Es ist die kooperative Infrastruktur aus Hochschulen, Filmförderungsmittel, GEZ oder seit kurzem Streaming-Plattformen, die den Studenten den Zugang zum Markt ermöglicht und die Frage nach dem Talent nicht zwingend stellen muss. Nach wie vor speist sich aus diesem Pool ein Großteil des Personals, dass planwirtschaftlich und mehrheitlich für die Produktion von Filmen mitverantwortlich ist. Diese Gedanken schwirrten mir im Hinterkopf herum, gerade vor dem Hintergrund, in welchem Zustand sich die Filmkultur insgesamt befindet. Meine Thesen dazu, sollten vorsichtig gelesen werden, weil ich stark verkürze und keine Dissertation verfasse.
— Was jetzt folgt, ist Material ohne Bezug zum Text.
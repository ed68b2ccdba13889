use crate::app_config::{AppConfig, Environment};
use crate::verification::{MAX_DEDUP_RADIUS_M, MIN_DEDUP_RADIUS_M};
use crate::ConfigError;

/// Load application configuration from environment variables.
///
/// Calls `dotenvy::dotenv().ok()` to load `.env` files before reading env vars.
///
/// # Errors
///
/// Returns `ConfigError` if required env vars are missing or values are invalid.
pub fn load_app_config() -> Result<AppConfig, ConfigError> {
    dotenvy::dotenv().ok();
    load_app_config_from_env()
}

/// Load application configuration from environment variables already in the process.
///
/// Unlike [`load_app_config`], this does NOT load `.env` files.
///
/// # Errors
///
/// Returns `ConfigError` if required env vars are missing or values are invalid.
pub fn load_app_config_from_env() -> Result<AppConfig, ConfigError> {
    build_app_config(|key| std::env::var(key))
}

/// Build application configuration using the provided env-var lookup function.
///
/// Decoupled from the real environment so tests can feed a `HashMap`.
fn build_app_config<F>(lookup: F) -> Result<AppConfig, ConfigError>
where
    F: Fn(&str) -> Result<String, std::env::VarError>,
{
    use std::net::SocketAddr;
    use std::path::PathBuf;

    let require = |var: &str| -> Result<String, ConfigError> {
        lookup(var).map_err(|_| ConfigError::MissingEnvVar(var.to_string()))
    };

    let or_default = |var: &str, default: &str| -> String {
        lookup(var).unwrap_or_else(|_| default.to_string())
    };

    let optional = |var: &str| -> Option<String> {
        lookup(var)
            .ok()
            .map(|v| v.trim().to_string())
            .filter(|v| !v.is_empty())
    };

    let invalid = |var: &str, reason: String| ConfigError::InvalidEnvVar {
        var: var.to_string(),
        reason,
    };

    let parse_u32 = |var: &str, default: &str| -> Result<u32, ConfigError> {
        or_default(var, default)
            .parse::<u32>()
            .map_err(|e| invalid(var, e.to_string()))
    };

    let parse_u64 = |var: &str, default: &str| -> Result<u64, ConfigError> {
        or_default(var, default)
            .parse::<u64>()
            .map_err(|e| invalid(var, e.to_string()))
    };

    let parse_usize = |var: &str, default: &str| -> Result<usize, ConfigError> {
        or_default(var, default)
            .parse::<usize>()
            .map_err(|e| invalid(var, e.to_string()))
    };

    let database_url = require("DATABASE_URL")?;
    let env = parse_environment(&or_default("AGIT_ENV", "development"))?;

    let bind_addr = or_default("AGIT_BIND_ADDR", "0.0.0.0:3000")
        .parse::<SocketAddr>()
        .map_err(|e| invalid("AGIT_BIND_ADDR", e.to_string()))?;
    let log_level = or_default("AGIT_LOG_LEVEL", "info");
    let admin_email = optional("AGIT_ADMIN_EMAIL");

    let dedup_radius_m = or_default("AGIT_DEDUP_RADIUS_M", "50")
        .parse::<f64>()
        .map_err(|e| invalid("AGIT_DEDUP_RADIUS_M", e.to_string()))?;
    if !(MIN_DEDUP_RADIUS_M..=MAX_DEDUP_RADIUS_M).contains(&dedup_radius_m) {
        return Err(invalid(
            "AGIT_DEDUP_RADIUS_M",
            format!(
                "must be between {MIN_DEDUP_RADIUS_M} and {MAX_DEDUP_RADIUS_M} meters, got {dedup_radius_m}"
            ),
        ));
    }

    let public_sources_path = PathBuf::from(or_default(
        "AGIT_PUBLIC_SOURCES_PATH",
        "./config/public_sources.yaml",
    ));

    let db_max_connections = parse_u32("AGIT_DB_MAX_CONNECTIONS", "10")?;
    let db_min_connections = parse_u32("AGIT_DB_MIN_CONNECTIONS", "1")?;
    let db_acquire_timeout_secs = parse_u64("AGIT_DB_ACQUIRE_TIMEOUT_SECS", "10")?;

    let kakao_rest_api_key = optional("KAKAO_REST_API_KEY");
    let geocoder_timeout_secs = parse_u64("AGIT_GEOCODER_TIMEOUT_SECS", "10")?;

    let rate_limit_per_minute = parse_usize("AGIT_RATE_LIMIT_PER_MINUTE", "120")?;
    if rate_limit_per_minute == 0 {
        return Err(invalid(
            "AGIT_RATE_LIMIT_PER_MINUTE",
            "must be greater than zero".to_string(),
        ));
    }

    Ok(AppConfig {
        database_url,
        env,
        bind_addr,
        log_level,
        admin_email,
        dedup_radius_m,
        public_sources_path,
        db_max_connections,
        db_min_connections,
        db_acquire_timeout_secs,
        kakao_rest_api_key,
        geocoder_timeout_secs,
        rate_limit_per_minute,
    })
}

/// Parse a string into an `Environment` variant.
fn parse_environment(s: &str) -> Result<Environment, ConfigError> {
    match s {
        "development" => Ok(Environment::Development),
        "test" => Ok(Environment::Test),
        "production" => Ok(Environment::Production),
        other => Err(ConfigError::InvalidEnvVar {
            var: "AGIT_ENV".to_string(),
            reason: format!("expected development, test, or production; got '{other}'"),
        }),
    }
}

#[cfg(test)]
#[path = "config_test.rs"]
mod tests;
Und ich richte mich an der Regel aus, nicht an der Ausnahme. Immer mitdenken: Das ist meine Meinung.

Der kleine Riese – Filmkunst

Wer Film tatsächlich als eine Disziplin der Kunst studiert, hat es nach dem Abschluss des Studiums nicht einfach. Die hergestellten Filme werfen kaum Verdienstmöglichkeiten ab, noch können damit die kontinuierlichen Lebenshaltungskosten gedeckt werden. Es gibt zwar Kunstsammler, die Videoarbeiten ankaufen, aber in den Genuss dieser Einnahmen kommen nur wenige. Filmkunst hat in Museen, Galerien oder in den privaten Räumen der Kunst-Käufer ein Darstellungsproblem. Filme können nicht gehängt oder aufgestellt werden. Sie müssen technisch betreut werden. Deshalb sind sie im Verkauf keine Konkurrenz zu traditionellen Künsten. In den 1990er war Film ein Hype an den Kunsthochschulen und hat teilweise zu falschen Einschätzungen eingeladen. Über mögliche Einnahmen durch Leihmieten, müssen wir erst gar nicht sprechen. Gemessen an der Zahl der freischaffenden Filmkünstler, gibt es zu wenig Preise, Stipendien, Lehraufträge oder Professuren für die Filmkunst. Ihr Leben ist von Anfang an nicht nur super-prekär, sondern ihre gesellschaftliche und ökonomische Existenz ist undenkbar und nicht gewollt. Es dürfte Filmkünstler gar nicht geben oder wenn, dann nur eine Handvoll. Kein roter Teppich, kein Scheinwerferlicht.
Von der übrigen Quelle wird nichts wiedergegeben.